Carlsbad CA— According to a report presented to the City Council Tuesday, the city’s proposed $240.4 million operating budget focuses on maintaining and enhancing Carlsbad’s quality of life while investing in key initiatives to support the values most important to the community.
“We have been very strategic in recommending any new spending, offsetting new costs with increased efficiencies wherever possible,” said Helga Stover, the city’s budget manager. “The result is a balanced budget that will enable the city to continue to provide excellent service at the best value to our taxpayers.”
The operating budget includes day-to-day city expenses, such as public safety, parks and recreation, library and arts services, infrastructure maintenance and other services. The city’s proposed Capital Improvement Program budget, which covers major city construction projects, was presented to the City Council May 19. Both budgets will be presented for final adoption by the City Council June 23. The city operates on a fiscal year that starts July 1.
The city will hold a public budget workshop June 11, at 6 p.m., at the Faraday Administration Center, 1635 Faraday Ave. The workshop is an opportunity for community members to learn about the proposed budget, ask questions and provide comments, which will be provided to the City Council.
The preliminary operating budget for fiscal year 2015-16 totals $240.4 million, an increase of $13 million, or 5.7 percent, over this year’s adopted budget. Operating revenues for fiscal year 2015-16 are estimated at $244.9 million, which is about a $1 million, or 0.4 percent, increase over the current year’s projections.
Proposed increases to the city budget include a $175,000 increase to the library materials budget to address increasing demand, particularly for electronic materials, and bring the department back to pre-recession spending levels. Another proposed increase is the replacement of public safety communication equipment, at a cost of $590,000 for the Fire Department and $879,000 for the Police Department. The proposed budget also includes the purchase of a new fire truck at a cost of about $950,000.
The city is also proposing to improve customer service through a reconfiguration of the reception and front counter areas at the Faraday Administration Center and the addition of a receptionist. An additional code compliance officer is also included in the proposed budget.
The city is proposing to eliminate 11.75 full-time positions that are currently vacant and add 16.25 full-time positions, a net increase of 4.5 positions. The budget also includes 3.75 limited term positions.
“We are taking a look at our current and future needs and making sure we have the right staffing in place to provide services in the most efficient way possible,” said Stover. “In recent years, departments have reorganized, including looking at what services should provided by staff and which should be contracted out. This has enabled us to capture budget savings and allocate those resources where they are needed most.”

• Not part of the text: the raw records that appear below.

use serde::{Deserialize, Serialize};

use picking_core::{
    Camera, DiameterGroup, EdgeRenderState, EditTicket, JoinRequest, LoadedModel, PickingConfig, PointerPosition,
    SelectionView, StudPlacement, Viewport, VisibilityChange,
};
use plate_geometry::{Point3d, Ray};
use plate_types::{Affordance, HoleId, JoinMode, ModelGeneration, Modifiers, RequestId};

/// Messages from the page to the picking session.
/// Serialized as JSON for postMessage transfer.
#[derive(Debug, Clone, Serialize, Deserialize)]
#[serde(tag = "type")]
pub enum UiToViewer {
    /// Replace tolerances and highlight parameters.
    Configure { config: PickingConfig },

    // -- Model loading --
    /// A new model fetch is about to start.
    BeginModelLoad,
    /// The fetch for `generation` finished.
    ModelLoaded {
        generation: ModelGeneration,
        model: LoadedModel,
    },
    ModelLoadFailed {
        generation: ModelGeneration,
        reason: String,
    },

    // -- Pointer --
    /// Ask for the pick ray under the pointer.
    PickRay {
        pointer: PointerPosition,
        viewport: Viewport,
        camera: Camera,
    },
    /// The renderer intersected the pick ray with the plate (or missed).
    SurfaceHover {
        pointer: PointerPosition,
        hit: Option<Point3d>,
    },
    Click {
        #[serde(default)]
        modifiers: Modifiers,
    },

    // -- Hole operations --
    EditDiameter { new_diameter: f64 },
    DiameterEditSucceeded { request: RequestId, mesh_url: String },
    DiameterEditFailed { request: RequestId, reason: String },
    /// Stud width already measured by the page.
    PlaceStud { extent: f64 },
    /// Stud vertex buffer, `[x0, y0, z0, x1, ...]`.
    PlaceStudMesh { positions: Vec<f32> },

    // -- Edge operations --
    ChooseJoin { mode: JoinMode },

    // -- Queries --
    GetSelection,
    GetCatalog,
    GetEdges,
}

impl UiToViewer {
    /// Variant name, for logging.
    pub fn kind(&self) -> &'static str {
        match self {
            UiToViewer::Configure { .. } => "Configure",
            UiToViewer::BeginModelLoad => "BeginModelLoad",
            UiToViewer::ModelLoaded { .. } => "ModelLoaded",
            UiToViewer::ModelLoadFailed { .. } => "ModelLoadFailed",
            UiToViewer::PickRay { .. } => "PickRay",
            UiToViewer::SurfaceHover { .. } => "SurfaceHover",
            UiToViewer::Click { .. } => "Click",
            UiToViewer::EditDiameter { .. } => "EditDiameter",
            UiToViewer::DiameterEditSucceeded { .. } => "DiameterEditSucceeded",
            UiToViewer::DiameterEditFailed { .. } => "DiameterEditFailed",
            UiToViewer::PlaceStud { .. } => "PlaceStud",
            UiToViewer::PlaceStudMesh { .. } => "PlaceStudMesh",
            UiToViewer::ChooseJoin { .. } => "ChooseJoin",
            UiToViewer::GetSelection => "GetSelection",
            UiToViewer::GetCatalog => "GetCatalog",
            UiToViewer::GetEdges => "GetEdges",
        }
    }
}

/// Messages from the picking session back to the page.
#[derive(Debug, Clone, Serialize, Deserialize)]
#[serde(tag = "type")]
pub enum ViewerToUi {
    Configured { config: PickingConfig },

    /// Start the fetch and echo `generation` back with the result.
    LoadStarted { generation: ModelGeneration },
    ModelInstalled {
        generation: ModelGeneration,
        mesh_url: String,
        holes: usize,
        edges: usize,
    },
    ModelLoadFailed {
        generation: ModelGeneration,
        reason: String,
    },

    RayComputed { ray: Ray },

    /// What to draw and which controls to show after a hover, click or
    /// query.
    SelectionChanged {
        view: SelectionView,
        visible: Vec<Affordance>,
        changes: Vec<VisibilityChange>,
    },

    /// Send the edit to the backend and echo `ticket.request` back.
    EditRequested {
        ticket: EditTicket,
        view: SelectionView,
    },
    EditApplied {
        hole: HoleId,
        diameter: f64,
        mesh_url: String,
        view: SelectionView,
    },
    EditFailed {
        hole: HoleId,
        restored_diameter: f64,
        reason: String,
        view: SelectionView,
    },

    StudPlaced { placement: StudPlacement },
    JoinRequested { request: JoinRequest },
    Catalog { groups: Vec<DiameterGroup> },
    Edges { edges: Vec<EdgeRenderState> },

    /// A late response that no longer applies.
    Ignored { reason: String },

    Error { message: String },
}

One area getting additional staff resources is the city’s Public Works Department. Two new engineer positions will help accelerate the pace of infrastructure improvements and major civic projects.

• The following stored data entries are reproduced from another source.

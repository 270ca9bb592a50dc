use serde::{Deserialize, Serialize};

use crate::point::Point3d;
use crate::ray::Segment;
use crate::vector::Vec3;
use crate::GeometryError;

/// Per-axis multiplier taking native (feature data) coordinates to render
/// coordinates. Every component is finite and non-zero, so the mapping is
/// always invertible.
#[derive(Debug, Clone, Copy, PartialEq, Serialize, Deserialize)]
#[serde(try_from = "Vec3", into = "Vec3")]
pub struct DisplayScale {
    factors: Vec3,
}

impl DisplayScale {
    pub const IDENTITY: Self = Self {
        factors: Vec3 {
            x: 1.0,
            y: 1.0,
            z: 1.0,
        },
    };

    pub fn new(x: f64, y: f64, z: f64) -> Result<Self, GeometryError> {
        for (axis, value) in [('x', x), ('y', y), ('z', z)] {
            if !value.is_finite() || value.abs() < 1e-12 {
                return Err(GeometryError::InvalidScale { axis, value });
            }
        }
        Ok(Self {
            factors: Vec3::new(x, y, z),
        })
    }

    pub fn uniform(s: f64) -> Result<Self, GeometryError> {
        Self::new(s, s, s)
    }

    pub fn factors(&self) -> Vec3 {
        self.factors
    }

    pub fn x(&self) -> f64 {
        self.factors.x
    }

    pub fn to_native(&self, render: &Point3d) -> Point3d {
        Point3d::new(
            render.x / self.factors.x,
            render.y / self.factors.y,
            render.z / self.factors.z,
        )
    }

    pub fn to_render(&self, native: &Point3d) -> Point3d {
        Point3d::new(
            native.x * self.factors.x,
            native.y * self.factors.y,
            native.z * self.factors.z,
        )
    }

    pub fn segment_to_render(&self, native: &Segment) -> Segment {
        Segment::new(self.to_render(&native.start), self.to_render(&native.end))
    }
}

impl Default for DisplayScale {
    fn default() -> Self {
        Self::IDENTITY
    }
}

impl TryFrom<Vec3> for DisplayScale {
    type Error = GeometryError;
    fn try_from(v: Vec3) -> Result<Self, Self::Error> {
        Self::new(v.x, v.y, v.z)
    }
}

impl From<DisplayScale> for Vec3 {
    fn from(s: DisplayScale) -> Self {
        s.factors
    }
}
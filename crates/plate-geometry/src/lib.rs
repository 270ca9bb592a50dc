//! Small geometry vocabulary shared by the picking core: points, vectors,
//! rays, segments, rotations, bounding boxes, and the native/render display
//! scale.

pub mod bounds;
pub mod point;
pub mod ray;
pub mod rotation;
pub mod scale;
pub mod vector;

pub use bounds::BoundingBox;
pub use point::Point3d;
pub use ray::{Ray, Segment};
pub use rotation::Rotation;
pub use scale::DisplayScale;
pub use vector::Vec3;

/// Errors raised when geometric input cannot produce a finite result.
#[derive(Debug, Clone, PartialEq, thiserror::Error)]
pub enum GeometryError {
    #[error("{what} has zero length")]
    ZeroLength { what: &'static str },

    #[error("{what} is not finite")]
    NonFinite { what: &'static str },

    #[error("display scale {axis} component must be finite and non-zero, got {value}")]
    InvalidScale { axis: char, value: f64 },
}
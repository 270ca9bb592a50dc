use std::collections::BTreeSet;

use serde::{Deserialize, Serialize};

use plate_types::Affordance;

/// Receives visibility requests for auxiliary UI controls.
///
/// The selection state machine calls this whenever a transition changes what
/// the user may do next. Requests are idempotent: showing a visible control
/// or hiding a hidden one must be harmless.
pub trait AffordanceController {
    fn show(&mut self, kind: Affordance);
    fn hide(&mut self, kind: Affordance);

    fn set_visible(&mut self, kind: Affordance, visible: bool) {
        if visible {
            self.show(kind);
        } else {
            self.hide(kind);
        }
    }
}

/// A visibility flip that actually changed state.
#[derive(Debug, Clone, Copy, PartialEq, Eq, Serialize, Deserialize)]
pub struct VisibilityChange {
    pub kind: Affordance,
    pub visible: bool,
}

/// Controller that remembers the current visibility of every affordance and
/// the changes made since it was last drained.
#[derive(Debug, Clone, Default)]
pub struct VisibilityTracker {
    visible: BTreeSet<Affordance>,
    changes: Vec<VisibilityChange>,
}

impl VisibilityTracker {
    pub fn new() -> Self {
        Self::default()
    }

    pub fn is_visible(&self, kind: Affordance) -> bool {
        self.visible.contains(&kind)
    }

    pub fn visible(&self) -> Vec<Affordance> {
        self.visible.iter().copied().collect()
    }

    pub fn take_changes(&mut self) -> Vec<VisibilityChange> {
        std::mem::take(&mut self.changes)
    }
}

impl AffordanceController for VisibilityTracker {
    fn show(&mut self, kind: Affordance) {
        if self.visible.insert(kind) {
            self.changes.push(VisibilityChange {
                kind,
                visible: true,
            });
        }
    }

    fn hide(&mut self, kind: Affordance) {
        if self.visible.remove(&kind) {
            self.changes.push(VisibilityChange {
                kind,
                visible: false,
            });
        }
    }
}
//! Tunables for hit-testing and highlight presentation.

use serde::{Deserialize, Serialize};

use crate::types::PickError;

/// Picking tolerances and highlight parameters.
#[derive(Debug, Clone, Copy, PartialEq, Serialize, Deserialize)]
#[serde(default)]
pub struct PickingConfig {
    /// A hole is a candidate when its effective distance (centre distance
    /// minus radius) is below this, in native units.
    pub hole_tolerance: f64,
    /// An edge is a candidate when the hit point lies closer than this to the
    /// segment, in render units.
    pub edge_tolerance: f64,
    /// Radius of the hover/lock marker drawn on a hole, in render units.
    pub hole_marker_radius: f64,
    /// Lift applied along +Y to highlighted edges so they draw above the plate.
    pub edge_highlight_offset: f64,
    /// Tooltip placement relative to the pointer, in pixels.
    pub tooltip_offset: [f64; 2],
    /// Smallest stud extent accepted by the placement calculator.
    pub min_shape_extent: f64,
}

impl Default for PickingConfig {
    fn default() -> Self {
        Self {
            hole_tolerance: 10.0,
            edge_tolerance: 0.1,
            hole_marker_radius: 0.2,
            edge_highlight_offset: 0.05,
            tooltip_offset: [15.0, 15.0],
            min_shape_extent: 1e-9,
        }
    }
}

impl PickingConfig {
    /// Default presentation with custom hit tolerances.
    pub fn with_tolerances(hole_tolerance: f64, edge_tolerance: f64) -> Self {
        Self {
            hole_tolerance,
            edge_tolerance,
            ..Self::default()
        }
    }

    pub fn validate(&self) -> Result<(), PickError> {
        let positive = [
            ("hole_tolerance", self.hole_tolerance),
            ("edge_tolerance", self.edge_tolerance),
            ("hole_marker_radius", self.hole_marker_radius),
            ("min_shape_extent", self.min_shape_extent),
        ];
        for (name, value) in positive {
            if !value.is_finite() || value <= 0.0 {
                return Err(PickError::InvalidConfig {
                    reason: format!("{name} must be positive and finite, got {value}"),
                });
            }
        }
        let finite = [
            self.edge_highlight_offset,
            self.tooltip_offset[0],
            self.tooltip_offset[1],
        ];
        if finite.iter().any(|v| !v.is_finite()) {
            return Err(PickError::InvalidConfig {
                reason: "offsets must be finite".to_string(),
            });
        }
        Ok(())
    }
}
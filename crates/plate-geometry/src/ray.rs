use serde::{Deserialize, Serialize};

use crate::point::Point3d;
use crate::vector::Vec3;
use crate::GeometryError;

/// A half-line used for picking. The direction is always unit length.
#[derive(Debug, Clone, Copy, PartialEq, Serialize, Deserialize)]
pub struct Ray {
    pub origin: Point3d,
    pub direction: Vec3,
}

impl Ray {
    /// Build a ray, normalizing `direction`.
    pub fn new(origin: Point3d, direction: Vec3) -> Result<Self, GeometryError> {
        if !origin.is_finite() {
            return Err(GeometryError::NonFinite { what: "ray origin" });
        }
        let direction = direction
            .normalized()
            .ok_or(GeometryError::ZeroLength { what: "ray direction" })?;
        Ok(Self { origin, direction })
    }

    pub fn at(&self, t: f64) -> Point3d {
        self.origin + self.direction * t
    }
}

/// A bounded line segment between two points.
#[derive(Debug, Clone, Copy, PartialEq, Serialize, Deserialize)]
pub struct Segment {
    pub start: Point3d,
    pub end: Point3d,
}

impl Segment {
    pub fn new(start: Point3d, end: Point3d) -> Self {
        Self { start, end }
    }

    pub fn is_degenerate(&self) -> bool {
        (self.end - self.start).length_squared() == 0.0
    }

    /// Closest point on the segment to `p` and its clamped parameter in [0, 1].
    pub fn closest_point(&self, p: &Point3d) -> (Point3d, f64) {
        if self.is_degenerate() {
            return (self.start, 0.0);
        }
        let d = self.end - self.start;
        let t = (d.dot(&(*p - self.start)) / d.length_squared()).clamp(0.0, 1.0);
        (self.start + d * t, t)
    }

    /// Euclidean distance from `p` to the nearest point of the segment.
    /// A degenerate segment measures plain point-to-point distance.
    pub fn distance_to_point(&self, p: &Point3d) -> f64 {
        let (closest, _) = self.closest_point(p);
        p.distance_to(&closest)
    }
}
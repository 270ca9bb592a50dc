pub mod features;
pub mod ids;
pub mod ui;

pub use features::*;
pub use ids::*;
pub use ui::*;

The Carlsbad economy has been improving with the addition of hotel, retail and commercial projects, as well as a strengthening regional. Continued challenges include inflation, higher taxes and the cost of new state and federal regulations. The preliminary operating budget assumes that the city’s general fund revenue, money that can be spent on day-to-day services, will increase by approximately 2.8 percent in fiscal year 2015-16 compared to the previous year’s projected revenue. The recommended general fund operating budget is $135 million, with estimated revenues of $137.7 million.
The majority of the city’s general fund revenues come from taxes. In the upcoming year, it is expected that property tax revenue will be approximately $56.6 million. This is an increase of 4 percent from the latest 2014-15 projections.
Sales tax revenues generally move in step with economic conditions and have improved markedly over the past two years, 9.5 percent from 2012 to 2014. The city’s sales tax base is heavily weighted in the transportation and retail sectors. New auto sales, which make up approximately one-quarter of city sales tax revenue, have exceeded pre-recession levels and hit an all-time high in the last quarter of 2014. City sales tax revenues are expected to increase by approximately 5.3 percent in fiscal year 2015-16, contributing $34.9 million to the general fund.
The fiscal year 2015-16 revenues for transient occupancy taxes, the taxes paid for hotel room stays, are estimated at $19.1 million, an increase of 6 percent compared to the fiscal year 2014-15 estimates. Revenue from this tax has increased by over 55 percent since fiscal year 2010-11, as new hotels have opened in recent years, such as the LEGOLAND Hotel and the Hilton Carlsbad Oceanfront Resort & Spa, recently renamed Cape Rey Carlsbad.